ASSIGNMENT => The word "impl" marks the lines to copy; find all of them in the entries below.

GIVEN ENTRIES =>

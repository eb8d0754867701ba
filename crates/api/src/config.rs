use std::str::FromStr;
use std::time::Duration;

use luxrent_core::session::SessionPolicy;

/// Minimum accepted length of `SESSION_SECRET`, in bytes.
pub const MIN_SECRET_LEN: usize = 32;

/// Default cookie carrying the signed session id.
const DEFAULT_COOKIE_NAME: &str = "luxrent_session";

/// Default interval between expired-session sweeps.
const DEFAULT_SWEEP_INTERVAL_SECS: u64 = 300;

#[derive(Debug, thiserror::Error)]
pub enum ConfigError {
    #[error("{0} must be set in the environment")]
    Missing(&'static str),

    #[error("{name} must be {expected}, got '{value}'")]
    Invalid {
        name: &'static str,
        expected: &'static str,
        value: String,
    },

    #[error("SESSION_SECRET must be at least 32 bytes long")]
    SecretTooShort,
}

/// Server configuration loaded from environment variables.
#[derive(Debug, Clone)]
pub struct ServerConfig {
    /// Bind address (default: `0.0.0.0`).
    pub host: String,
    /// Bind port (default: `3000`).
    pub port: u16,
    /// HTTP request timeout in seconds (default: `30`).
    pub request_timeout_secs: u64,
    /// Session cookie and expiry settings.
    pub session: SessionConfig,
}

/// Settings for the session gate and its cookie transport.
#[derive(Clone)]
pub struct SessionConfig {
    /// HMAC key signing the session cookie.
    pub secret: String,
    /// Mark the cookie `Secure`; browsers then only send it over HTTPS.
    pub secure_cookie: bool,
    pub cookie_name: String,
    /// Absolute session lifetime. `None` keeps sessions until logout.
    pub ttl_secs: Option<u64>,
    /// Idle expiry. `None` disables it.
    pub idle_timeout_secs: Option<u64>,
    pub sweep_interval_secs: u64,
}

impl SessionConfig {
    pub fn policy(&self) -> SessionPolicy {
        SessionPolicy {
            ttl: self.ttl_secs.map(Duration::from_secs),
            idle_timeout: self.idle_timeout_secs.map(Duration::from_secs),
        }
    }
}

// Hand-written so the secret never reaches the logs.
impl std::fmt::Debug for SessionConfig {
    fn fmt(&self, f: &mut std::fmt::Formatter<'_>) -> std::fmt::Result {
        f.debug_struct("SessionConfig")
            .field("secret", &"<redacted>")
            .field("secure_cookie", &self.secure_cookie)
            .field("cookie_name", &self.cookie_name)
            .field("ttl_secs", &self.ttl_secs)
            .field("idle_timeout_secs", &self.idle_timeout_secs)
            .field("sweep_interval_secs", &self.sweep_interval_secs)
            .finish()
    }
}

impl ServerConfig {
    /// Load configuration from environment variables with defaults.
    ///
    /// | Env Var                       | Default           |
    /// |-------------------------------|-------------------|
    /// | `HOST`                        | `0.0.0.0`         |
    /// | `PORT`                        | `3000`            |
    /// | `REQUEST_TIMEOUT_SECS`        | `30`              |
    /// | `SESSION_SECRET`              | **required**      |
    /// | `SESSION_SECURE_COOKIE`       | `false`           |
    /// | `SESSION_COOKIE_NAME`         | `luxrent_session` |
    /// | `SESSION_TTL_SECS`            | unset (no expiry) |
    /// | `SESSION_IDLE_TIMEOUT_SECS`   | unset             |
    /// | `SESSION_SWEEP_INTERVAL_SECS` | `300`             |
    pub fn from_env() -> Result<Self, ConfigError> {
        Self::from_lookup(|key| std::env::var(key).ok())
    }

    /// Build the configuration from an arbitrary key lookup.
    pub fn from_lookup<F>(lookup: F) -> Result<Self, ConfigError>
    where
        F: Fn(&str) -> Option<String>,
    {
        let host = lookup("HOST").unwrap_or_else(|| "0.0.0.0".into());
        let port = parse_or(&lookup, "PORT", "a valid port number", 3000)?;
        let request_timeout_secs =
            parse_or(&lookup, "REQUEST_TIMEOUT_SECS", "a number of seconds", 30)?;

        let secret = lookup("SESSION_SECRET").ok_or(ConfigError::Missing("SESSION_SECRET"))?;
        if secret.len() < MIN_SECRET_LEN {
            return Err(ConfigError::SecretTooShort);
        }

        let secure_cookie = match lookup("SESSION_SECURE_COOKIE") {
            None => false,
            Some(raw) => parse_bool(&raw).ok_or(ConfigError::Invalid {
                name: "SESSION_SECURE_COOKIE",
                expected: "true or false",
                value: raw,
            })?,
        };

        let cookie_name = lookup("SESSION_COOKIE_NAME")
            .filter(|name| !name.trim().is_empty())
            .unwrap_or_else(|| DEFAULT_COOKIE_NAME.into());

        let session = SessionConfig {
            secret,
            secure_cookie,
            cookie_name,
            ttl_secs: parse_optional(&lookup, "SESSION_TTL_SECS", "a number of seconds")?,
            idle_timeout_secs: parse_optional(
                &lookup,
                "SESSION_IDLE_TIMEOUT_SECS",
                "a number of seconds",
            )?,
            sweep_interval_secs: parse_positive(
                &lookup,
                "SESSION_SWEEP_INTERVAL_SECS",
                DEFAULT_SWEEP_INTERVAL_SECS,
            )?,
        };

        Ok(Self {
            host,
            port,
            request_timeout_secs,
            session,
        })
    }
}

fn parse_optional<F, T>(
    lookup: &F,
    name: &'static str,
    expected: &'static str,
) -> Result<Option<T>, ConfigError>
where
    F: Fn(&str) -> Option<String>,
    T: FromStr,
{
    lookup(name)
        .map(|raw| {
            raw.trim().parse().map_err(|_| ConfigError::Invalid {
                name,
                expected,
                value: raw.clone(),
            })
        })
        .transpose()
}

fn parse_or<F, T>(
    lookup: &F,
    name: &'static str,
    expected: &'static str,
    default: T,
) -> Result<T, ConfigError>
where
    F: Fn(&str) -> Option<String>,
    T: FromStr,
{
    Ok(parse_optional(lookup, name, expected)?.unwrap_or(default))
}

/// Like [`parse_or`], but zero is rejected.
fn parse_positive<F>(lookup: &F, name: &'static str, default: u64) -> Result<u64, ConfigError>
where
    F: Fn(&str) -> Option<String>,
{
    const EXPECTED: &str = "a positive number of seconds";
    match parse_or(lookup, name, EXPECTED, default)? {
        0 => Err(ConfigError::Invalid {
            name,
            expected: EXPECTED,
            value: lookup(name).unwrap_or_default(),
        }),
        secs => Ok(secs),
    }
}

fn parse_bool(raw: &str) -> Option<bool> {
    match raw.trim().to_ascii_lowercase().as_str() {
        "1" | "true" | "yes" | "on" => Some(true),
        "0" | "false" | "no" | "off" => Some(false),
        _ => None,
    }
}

TASK ANSWER =>
impl SessionConfig {
impl std::fmt::Debug for SessionConfig {
impl ServerConfig {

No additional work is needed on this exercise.